Dataset START

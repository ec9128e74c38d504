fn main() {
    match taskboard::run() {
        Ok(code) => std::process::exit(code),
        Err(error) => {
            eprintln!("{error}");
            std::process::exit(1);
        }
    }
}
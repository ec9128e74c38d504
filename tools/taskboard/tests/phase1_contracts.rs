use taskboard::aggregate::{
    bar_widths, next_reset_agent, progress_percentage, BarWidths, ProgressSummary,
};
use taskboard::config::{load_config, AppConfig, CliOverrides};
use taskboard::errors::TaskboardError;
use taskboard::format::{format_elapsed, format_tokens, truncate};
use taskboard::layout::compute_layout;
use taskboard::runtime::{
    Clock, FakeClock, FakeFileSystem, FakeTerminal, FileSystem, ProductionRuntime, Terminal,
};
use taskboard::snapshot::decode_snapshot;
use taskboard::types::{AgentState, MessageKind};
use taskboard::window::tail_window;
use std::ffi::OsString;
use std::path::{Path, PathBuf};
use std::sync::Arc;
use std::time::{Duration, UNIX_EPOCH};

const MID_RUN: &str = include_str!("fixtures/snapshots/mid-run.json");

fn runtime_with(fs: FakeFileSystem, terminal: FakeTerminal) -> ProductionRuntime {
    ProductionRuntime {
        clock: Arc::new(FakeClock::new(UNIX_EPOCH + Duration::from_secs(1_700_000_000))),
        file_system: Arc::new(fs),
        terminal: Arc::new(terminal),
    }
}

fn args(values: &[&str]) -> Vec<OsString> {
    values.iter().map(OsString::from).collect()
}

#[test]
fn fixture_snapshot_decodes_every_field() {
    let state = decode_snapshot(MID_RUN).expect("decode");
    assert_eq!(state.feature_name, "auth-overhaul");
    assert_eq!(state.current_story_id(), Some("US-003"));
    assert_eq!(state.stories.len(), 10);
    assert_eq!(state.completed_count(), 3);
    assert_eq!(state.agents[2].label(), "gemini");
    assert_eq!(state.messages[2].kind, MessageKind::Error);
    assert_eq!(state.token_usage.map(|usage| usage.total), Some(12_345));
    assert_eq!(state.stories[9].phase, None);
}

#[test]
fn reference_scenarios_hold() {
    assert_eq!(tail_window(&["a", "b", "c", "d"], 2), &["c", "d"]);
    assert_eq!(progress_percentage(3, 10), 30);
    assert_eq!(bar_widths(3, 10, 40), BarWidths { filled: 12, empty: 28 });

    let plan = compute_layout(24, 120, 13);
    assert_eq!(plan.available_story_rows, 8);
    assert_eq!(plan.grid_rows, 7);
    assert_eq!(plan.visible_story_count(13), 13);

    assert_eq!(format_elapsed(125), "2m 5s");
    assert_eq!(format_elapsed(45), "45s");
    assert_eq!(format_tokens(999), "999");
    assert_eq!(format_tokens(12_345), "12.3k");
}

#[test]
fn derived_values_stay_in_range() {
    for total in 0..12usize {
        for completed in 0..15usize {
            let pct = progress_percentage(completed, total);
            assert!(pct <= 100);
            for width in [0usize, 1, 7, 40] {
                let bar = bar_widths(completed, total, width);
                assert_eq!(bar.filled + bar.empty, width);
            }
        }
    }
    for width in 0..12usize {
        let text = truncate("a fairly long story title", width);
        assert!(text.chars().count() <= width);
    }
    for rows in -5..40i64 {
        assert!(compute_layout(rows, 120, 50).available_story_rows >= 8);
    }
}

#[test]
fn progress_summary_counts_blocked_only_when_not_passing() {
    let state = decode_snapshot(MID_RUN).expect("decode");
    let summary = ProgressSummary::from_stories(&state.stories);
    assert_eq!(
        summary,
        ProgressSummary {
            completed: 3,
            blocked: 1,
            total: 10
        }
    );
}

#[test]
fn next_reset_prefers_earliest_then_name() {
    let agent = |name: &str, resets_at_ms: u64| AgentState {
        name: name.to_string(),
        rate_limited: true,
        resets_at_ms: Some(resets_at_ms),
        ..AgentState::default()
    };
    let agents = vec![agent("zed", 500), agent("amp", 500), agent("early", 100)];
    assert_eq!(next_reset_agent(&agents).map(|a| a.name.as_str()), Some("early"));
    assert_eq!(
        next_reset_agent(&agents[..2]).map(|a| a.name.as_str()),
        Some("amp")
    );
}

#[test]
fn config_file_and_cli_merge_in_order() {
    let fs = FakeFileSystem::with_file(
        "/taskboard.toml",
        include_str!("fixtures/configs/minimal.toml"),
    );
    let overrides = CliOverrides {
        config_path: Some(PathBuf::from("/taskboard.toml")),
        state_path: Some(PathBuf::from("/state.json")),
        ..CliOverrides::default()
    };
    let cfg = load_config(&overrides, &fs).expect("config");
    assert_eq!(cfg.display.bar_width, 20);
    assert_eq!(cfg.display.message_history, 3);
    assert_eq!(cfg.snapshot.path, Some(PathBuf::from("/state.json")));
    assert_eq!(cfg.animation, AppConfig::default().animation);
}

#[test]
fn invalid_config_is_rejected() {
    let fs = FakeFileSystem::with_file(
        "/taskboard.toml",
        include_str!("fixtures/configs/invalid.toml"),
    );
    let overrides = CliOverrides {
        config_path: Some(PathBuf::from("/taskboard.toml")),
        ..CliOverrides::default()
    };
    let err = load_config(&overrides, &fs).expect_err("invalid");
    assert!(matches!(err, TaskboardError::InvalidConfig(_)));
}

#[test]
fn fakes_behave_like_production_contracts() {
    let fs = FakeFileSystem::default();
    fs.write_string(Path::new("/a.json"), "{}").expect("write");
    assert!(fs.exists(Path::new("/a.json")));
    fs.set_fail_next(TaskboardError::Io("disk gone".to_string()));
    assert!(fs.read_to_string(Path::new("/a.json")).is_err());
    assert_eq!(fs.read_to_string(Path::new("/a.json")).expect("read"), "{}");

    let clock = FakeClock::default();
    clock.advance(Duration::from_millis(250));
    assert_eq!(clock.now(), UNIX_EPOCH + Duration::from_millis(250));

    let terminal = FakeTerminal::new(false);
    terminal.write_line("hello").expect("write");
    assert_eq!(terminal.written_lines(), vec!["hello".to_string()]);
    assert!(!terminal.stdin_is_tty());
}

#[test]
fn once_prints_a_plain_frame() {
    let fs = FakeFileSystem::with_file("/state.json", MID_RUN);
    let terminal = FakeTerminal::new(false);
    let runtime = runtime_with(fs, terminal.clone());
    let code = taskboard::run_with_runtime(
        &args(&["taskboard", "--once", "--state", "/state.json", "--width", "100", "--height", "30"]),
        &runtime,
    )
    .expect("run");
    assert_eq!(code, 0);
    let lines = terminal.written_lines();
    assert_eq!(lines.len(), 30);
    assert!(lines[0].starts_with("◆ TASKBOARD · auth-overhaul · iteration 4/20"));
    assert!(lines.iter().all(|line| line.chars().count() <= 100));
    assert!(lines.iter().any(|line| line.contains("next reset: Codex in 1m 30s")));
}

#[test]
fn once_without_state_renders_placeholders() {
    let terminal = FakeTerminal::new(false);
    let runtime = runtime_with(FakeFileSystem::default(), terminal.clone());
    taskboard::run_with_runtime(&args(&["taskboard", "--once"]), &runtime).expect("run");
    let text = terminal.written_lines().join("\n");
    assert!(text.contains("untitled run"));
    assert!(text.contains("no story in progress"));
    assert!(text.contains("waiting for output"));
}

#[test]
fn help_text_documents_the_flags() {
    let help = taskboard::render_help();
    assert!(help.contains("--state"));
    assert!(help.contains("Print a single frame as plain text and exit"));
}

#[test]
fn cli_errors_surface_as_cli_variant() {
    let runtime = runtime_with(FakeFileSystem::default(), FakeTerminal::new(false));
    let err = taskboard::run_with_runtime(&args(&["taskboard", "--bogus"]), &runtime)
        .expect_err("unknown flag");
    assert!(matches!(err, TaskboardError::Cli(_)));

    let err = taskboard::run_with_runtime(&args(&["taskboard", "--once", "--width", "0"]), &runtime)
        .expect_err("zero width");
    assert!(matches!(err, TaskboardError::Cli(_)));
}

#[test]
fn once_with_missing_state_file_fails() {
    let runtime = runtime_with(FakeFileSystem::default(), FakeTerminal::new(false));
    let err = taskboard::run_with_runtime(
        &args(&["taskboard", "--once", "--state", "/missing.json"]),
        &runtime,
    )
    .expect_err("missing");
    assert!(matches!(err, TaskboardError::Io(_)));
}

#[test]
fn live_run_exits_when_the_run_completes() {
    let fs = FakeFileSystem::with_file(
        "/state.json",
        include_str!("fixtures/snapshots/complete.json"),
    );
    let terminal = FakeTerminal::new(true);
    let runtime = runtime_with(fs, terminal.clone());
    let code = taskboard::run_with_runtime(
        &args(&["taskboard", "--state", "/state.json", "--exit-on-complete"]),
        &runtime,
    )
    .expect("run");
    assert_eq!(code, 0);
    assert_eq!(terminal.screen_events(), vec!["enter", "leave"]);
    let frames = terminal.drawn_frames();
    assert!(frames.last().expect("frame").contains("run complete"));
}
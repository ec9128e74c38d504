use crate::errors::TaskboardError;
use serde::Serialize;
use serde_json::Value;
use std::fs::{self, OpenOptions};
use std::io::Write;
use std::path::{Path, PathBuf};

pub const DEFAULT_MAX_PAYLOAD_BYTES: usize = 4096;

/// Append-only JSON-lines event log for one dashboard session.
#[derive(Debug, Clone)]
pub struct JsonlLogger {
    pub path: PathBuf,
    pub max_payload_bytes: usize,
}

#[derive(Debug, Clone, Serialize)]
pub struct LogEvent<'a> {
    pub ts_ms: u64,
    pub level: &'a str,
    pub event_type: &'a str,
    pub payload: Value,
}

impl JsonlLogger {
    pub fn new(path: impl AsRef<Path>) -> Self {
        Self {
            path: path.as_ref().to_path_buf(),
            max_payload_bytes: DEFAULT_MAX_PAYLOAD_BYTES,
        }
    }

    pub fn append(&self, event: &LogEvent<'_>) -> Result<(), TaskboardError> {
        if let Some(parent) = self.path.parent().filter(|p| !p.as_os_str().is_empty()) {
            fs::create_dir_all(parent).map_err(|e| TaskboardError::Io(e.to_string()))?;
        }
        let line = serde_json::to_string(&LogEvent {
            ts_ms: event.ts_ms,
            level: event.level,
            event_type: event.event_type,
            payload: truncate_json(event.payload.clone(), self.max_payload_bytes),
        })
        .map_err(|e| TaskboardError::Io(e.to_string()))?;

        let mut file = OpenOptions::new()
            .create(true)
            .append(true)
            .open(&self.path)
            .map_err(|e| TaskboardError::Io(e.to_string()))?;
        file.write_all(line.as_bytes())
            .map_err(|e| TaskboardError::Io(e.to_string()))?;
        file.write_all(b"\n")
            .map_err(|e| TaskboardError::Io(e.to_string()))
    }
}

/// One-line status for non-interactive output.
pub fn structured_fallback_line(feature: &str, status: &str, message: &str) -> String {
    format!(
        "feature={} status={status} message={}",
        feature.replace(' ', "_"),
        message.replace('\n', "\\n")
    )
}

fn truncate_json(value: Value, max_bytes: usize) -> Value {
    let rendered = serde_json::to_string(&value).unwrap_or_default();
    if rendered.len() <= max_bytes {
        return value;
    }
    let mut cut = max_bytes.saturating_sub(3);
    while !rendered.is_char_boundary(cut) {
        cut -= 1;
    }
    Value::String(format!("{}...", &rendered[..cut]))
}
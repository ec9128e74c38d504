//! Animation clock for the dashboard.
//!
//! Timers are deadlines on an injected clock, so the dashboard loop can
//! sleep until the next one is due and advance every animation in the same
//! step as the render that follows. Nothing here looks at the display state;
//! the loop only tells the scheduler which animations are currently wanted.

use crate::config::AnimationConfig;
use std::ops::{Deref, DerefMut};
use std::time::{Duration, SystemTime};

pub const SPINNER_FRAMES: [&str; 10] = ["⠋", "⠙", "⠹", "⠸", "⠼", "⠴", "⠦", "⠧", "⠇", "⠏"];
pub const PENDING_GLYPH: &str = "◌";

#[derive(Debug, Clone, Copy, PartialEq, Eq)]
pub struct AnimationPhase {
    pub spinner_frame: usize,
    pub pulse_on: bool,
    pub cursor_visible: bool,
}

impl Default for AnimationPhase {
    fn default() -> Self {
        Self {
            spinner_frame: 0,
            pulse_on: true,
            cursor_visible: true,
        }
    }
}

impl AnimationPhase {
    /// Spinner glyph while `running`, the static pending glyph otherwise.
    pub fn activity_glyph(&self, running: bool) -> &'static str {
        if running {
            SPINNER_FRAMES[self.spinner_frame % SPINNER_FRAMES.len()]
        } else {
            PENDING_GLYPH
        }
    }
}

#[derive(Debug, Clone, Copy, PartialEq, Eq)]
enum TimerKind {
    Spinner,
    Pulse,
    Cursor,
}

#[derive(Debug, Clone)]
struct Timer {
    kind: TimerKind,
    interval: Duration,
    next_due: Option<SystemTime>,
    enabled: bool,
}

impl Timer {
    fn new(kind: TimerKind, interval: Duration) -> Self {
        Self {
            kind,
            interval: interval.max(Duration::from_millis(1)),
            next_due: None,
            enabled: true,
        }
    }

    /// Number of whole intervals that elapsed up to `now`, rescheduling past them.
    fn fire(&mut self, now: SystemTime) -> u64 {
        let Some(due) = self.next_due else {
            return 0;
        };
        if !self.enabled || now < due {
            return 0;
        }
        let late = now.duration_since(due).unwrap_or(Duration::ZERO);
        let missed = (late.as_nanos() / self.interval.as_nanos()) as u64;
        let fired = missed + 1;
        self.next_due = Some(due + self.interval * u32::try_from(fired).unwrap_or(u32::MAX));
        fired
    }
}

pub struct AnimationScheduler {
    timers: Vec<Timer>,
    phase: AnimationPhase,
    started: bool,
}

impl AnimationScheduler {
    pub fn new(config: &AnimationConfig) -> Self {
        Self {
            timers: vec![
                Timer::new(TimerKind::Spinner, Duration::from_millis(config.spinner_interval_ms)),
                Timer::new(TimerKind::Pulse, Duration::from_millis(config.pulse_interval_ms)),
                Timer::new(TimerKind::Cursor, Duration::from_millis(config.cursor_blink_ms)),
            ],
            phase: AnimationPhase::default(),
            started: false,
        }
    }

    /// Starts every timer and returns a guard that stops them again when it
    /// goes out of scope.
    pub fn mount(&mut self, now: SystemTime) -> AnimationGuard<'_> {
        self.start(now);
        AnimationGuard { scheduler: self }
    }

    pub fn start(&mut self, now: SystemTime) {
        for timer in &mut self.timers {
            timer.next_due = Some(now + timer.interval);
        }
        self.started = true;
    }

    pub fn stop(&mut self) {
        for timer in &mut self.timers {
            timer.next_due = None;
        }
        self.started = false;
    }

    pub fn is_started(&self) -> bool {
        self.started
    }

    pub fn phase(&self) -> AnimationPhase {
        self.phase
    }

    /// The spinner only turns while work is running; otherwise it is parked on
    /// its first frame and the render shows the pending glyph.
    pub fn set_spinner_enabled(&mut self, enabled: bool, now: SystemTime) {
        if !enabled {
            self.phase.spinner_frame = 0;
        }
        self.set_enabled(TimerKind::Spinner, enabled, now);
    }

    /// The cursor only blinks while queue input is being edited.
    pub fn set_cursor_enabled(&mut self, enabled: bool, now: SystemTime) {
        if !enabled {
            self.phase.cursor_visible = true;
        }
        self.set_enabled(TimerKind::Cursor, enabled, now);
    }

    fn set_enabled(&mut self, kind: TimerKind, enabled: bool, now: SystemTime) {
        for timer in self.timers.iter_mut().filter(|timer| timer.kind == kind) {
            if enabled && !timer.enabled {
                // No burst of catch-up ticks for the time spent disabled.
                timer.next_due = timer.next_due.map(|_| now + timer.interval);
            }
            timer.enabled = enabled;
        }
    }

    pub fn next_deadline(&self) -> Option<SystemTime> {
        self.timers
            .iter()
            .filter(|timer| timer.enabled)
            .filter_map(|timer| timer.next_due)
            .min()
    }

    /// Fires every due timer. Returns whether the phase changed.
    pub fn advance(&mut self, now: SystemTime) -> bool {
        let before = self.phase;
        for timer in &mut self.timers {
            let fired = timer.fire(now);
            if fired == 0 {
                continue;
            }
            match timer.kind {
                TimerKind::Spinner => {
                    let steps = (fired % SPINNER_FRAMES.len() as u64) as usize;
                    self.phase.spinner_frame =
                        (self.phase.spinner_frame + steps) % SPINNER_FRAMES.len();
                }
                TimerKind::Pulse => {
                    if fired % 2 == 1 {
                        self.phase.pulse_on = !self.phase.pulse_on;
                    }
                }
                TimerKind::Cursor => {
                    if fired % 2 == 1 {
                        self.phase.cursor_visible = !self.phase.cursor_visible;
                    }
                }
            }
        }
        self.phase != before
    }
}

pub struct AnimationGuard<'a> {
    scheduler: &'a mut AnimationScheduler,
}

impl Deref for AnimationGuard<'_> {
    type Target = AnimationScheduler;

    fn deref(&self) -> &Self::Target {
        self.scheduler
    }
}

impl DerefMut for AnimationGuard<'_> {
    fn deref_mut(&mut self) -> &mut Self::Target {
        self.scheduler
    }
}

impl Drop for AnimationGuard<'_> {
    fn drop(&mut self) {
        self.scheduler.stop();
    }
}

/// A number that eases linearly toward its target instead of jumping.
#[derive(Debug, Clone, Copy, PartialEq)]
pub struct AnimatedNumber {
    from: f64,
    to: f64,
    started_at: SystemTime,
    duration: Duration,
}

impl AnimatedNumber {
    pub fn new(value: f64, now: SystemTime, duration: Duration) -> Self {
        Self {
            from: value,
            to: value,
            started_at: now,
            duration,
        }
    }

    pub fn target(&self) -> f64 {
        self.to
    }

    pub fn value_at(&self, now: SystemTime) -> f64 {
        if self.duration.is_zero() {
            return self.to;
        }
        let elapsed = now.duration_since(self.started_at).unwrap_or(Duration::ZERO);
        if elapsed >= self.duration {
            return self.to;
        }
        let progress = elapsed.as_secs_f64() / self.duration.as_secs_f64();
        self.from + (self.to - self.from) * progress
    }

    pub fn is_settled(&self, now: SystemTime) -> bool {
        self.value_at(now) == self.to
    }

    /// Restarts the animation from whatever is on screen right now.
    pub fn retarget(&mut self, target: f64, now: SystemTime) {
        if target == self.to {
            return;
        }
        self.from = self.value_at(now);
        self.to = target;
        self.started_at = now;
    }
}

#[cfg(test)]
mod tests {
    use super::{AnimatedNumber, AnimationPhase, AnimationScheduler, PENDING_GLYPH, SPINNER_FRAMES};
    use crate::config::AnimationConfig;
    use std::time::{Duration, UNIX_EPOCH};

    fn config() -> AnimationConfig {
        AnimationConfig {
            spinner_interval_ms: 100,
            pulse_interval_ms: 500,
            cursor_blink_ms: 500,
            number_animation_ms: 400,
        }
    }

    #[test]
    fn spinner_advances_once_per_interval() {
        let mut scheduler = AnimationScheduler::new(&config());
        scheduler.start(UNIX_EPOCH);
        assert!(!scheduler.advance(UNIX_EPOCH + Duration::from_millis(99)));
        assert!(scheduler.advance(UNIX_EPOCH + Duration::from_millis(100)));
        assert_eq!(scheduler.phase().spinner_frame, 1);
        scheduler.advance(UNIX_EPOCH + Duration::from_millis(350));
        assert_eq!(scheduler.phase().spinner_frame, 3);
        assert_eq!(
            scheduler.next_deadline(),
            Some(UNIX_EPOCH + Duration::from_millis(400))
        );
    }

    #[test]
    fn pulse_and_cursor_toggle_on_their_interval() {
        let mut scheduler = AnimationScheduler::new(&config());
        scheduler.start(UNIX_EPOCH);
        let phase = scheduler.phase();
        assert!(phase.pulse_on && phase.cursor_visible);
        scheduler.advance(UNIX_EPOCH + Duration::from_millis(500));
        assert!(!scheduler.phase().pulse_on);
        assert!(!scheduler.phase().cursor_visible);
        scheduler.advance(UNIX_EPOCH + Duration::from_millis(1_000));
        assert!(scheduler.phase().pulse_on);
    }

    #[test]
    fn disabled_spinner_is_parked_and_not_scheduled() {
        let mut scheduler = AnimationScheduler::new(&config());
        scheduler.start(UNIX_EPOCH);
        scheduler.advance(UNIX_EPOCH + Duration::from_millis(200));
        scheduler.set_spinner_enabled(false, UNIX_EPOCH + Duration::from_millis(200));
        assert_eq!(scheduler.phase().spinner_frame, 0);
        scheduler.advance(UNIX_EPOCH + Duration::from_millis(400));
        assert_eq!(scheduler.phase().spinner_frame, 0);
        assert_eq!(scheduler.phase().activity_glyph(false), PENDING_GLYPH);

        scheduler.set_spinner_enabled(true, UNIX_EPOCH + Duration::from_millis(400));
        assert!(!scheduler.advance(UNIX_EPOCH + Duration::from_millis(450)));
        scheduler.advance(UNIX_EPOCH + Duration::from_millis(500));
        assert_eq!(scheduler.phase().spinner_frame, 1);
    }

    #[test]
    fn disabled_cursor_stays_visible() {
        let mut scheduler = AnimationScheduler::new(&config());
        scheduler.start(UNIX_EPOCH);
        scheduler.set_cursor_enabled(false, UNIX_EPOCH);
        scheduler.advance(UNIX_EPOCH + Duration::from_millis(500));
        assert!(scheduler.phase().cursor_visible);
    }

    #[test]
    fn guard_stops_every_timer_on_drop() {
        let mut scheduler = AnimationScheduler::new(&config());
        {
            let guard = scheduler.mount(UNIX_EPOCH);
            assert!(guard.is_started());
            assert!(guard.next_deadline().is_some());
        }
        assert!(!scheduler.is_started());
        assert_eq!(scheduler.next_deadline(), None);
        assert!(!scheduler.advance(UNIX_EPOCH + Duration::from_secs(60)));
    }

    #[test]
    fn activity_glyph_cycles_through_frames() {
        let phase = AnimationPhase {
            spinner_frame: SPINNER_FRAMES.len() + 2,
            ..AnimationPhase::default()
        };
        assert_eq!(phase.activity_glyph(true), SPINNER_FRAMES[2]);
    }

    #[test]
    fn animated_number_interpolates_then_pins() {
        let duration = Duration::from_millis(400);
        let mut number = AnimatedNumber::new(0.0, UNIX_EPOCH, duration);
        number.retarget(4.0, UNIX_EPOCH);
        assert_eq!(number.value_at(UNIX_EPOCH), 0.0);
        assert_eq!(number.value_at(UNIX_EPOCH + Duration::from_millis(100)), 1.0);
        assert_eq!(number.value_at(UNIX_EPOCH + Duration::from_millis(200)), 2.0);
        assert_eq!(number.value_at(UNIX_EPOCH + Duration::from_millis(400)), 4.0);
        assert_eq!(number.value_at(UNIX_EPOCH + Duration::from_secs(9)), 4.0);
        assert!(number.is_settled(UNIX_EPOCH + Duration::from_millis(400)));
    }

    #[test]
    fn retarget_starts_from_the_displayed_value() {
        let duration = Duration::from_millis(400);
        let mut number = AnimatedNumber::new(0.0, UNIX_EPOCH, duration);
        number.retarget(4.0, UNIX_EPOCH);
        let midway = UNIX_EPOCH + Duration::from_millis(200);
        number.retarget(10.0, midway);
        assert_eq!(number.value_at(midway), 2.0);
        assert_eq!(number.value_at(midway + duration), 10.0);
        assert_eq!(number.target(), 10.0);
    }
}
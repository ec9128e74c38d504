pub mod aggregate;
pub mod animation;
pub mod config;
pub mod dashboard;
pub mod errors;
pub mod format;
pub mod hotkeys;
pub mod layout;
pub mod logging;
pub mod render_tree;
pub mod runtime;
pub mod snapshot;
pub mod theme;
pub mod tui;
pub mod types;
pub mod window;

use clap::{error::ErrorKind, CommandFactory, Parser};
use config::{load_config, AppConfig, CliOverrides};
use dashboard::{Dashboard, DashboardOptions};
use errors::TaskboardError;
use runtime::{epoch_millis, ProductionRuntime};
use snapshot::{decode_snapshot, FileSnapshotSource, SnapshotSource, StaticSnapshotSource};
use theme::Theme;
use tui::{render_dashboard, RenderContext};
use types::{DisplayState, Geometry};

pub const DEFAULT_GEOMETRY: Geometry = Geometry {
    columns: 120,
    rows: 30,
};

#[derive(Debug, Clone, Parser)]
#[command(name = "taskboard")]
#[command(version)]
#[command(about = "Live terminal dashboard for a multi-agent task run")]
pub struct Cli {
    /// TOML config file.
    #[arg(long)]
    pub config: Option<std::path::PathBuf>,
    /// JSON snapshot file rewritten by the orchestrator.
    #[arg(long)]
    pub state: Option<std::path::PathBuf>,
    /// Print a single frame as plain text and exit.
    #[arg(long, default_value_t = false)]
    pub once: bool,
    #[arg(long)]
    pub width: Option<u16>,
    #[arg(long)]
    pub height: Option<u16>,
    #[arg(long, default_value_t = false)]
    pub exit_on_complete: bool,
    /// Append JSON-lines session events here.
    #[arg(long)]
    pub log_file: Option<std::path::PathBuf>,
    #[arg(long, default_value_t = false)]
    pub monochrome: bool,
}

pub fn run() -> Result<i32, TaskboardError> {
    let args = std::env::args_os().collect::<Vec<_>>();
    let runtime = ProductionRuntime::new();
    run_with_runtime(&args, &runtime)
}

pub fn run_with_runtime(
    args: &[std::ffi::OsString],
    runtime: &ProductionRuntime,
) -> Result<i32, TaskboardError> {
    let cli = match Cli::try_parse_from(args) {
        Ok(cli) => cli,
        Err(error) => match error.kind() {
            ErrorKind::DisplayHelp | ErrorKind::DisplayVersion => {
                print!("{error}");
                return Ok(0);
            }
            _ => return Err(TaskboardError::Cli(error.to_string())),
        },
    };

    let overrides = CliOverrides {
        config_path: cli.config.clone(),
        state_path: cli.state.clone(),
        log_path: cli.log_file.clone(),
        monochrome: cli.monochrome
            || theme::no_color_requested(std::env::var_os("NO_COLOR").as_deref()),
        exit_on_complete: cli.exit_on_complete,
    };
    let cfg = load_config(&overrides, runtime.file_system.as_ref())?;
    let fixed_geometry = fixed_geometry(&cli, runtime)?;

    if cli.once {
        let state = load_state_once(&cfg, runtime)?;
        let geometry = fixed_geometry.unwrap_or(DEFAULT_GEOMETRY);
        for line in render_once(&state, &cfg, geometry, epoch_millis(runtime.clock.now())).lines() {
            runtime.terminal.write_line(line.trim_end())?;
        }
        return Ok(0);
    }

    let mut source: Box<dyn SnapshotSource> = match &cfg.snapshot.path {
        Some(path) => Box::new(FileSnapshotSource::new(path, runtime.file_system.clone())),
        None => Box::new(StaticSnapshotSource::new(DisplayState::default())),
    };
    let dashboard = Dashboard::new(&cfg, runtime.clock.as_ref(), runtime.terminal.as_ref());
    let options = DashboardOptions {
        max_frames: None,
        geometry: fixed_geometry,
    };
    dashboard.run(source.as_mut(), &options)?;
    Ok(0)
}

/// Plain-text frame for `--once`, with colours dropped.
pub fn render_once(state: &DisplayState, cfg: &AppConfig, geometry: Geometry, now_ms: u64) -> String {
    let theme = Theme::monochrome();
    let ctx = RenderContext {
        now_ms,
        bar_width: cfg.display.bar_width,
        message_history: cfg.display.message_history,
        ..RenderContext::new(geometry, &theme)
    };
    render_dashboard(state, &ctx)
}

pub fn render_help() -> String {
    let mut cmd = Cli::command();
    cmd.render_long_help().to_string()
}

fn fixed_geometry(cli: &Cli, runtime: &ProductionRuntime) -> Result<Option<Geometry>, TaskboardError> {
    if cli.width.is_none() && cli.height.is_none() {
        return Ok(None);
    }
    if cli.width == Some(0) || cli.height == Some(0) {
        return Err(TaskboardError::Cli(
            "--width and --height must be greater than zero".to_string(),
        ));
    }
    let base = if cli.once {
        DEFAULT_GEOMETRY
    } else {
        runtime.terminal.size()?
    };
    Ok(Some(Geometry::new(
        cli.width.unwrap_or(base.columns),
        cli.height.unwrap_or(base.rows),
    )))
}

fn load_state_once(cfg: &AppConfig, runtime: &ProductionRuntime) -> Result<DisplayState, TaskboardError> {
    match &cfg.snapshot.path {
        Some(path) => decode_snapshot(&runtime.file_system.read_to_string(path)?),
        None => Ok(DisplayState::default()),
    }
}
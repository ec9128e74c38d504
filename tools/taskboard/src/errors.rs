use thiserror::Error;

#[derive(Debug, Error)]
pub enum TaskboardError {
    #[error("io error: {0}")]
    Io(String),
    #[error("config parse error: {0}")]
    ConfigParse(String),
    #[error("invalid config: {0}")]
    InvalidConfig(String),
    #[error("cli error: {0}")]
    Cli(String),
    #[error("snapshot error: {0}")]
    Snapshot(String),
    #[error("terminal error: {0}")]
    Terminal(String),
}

Dataset END

Every line containing the string "theme" is required; copy each such line from the data.

pub mod theme;
use theme::Theme;
            || theme::no_color_requested(std::env::var_os("NO_COLOR").as_deref()),
    let theme = Theme::monochrome();
        ..RenderContext::new(geometry, &theme)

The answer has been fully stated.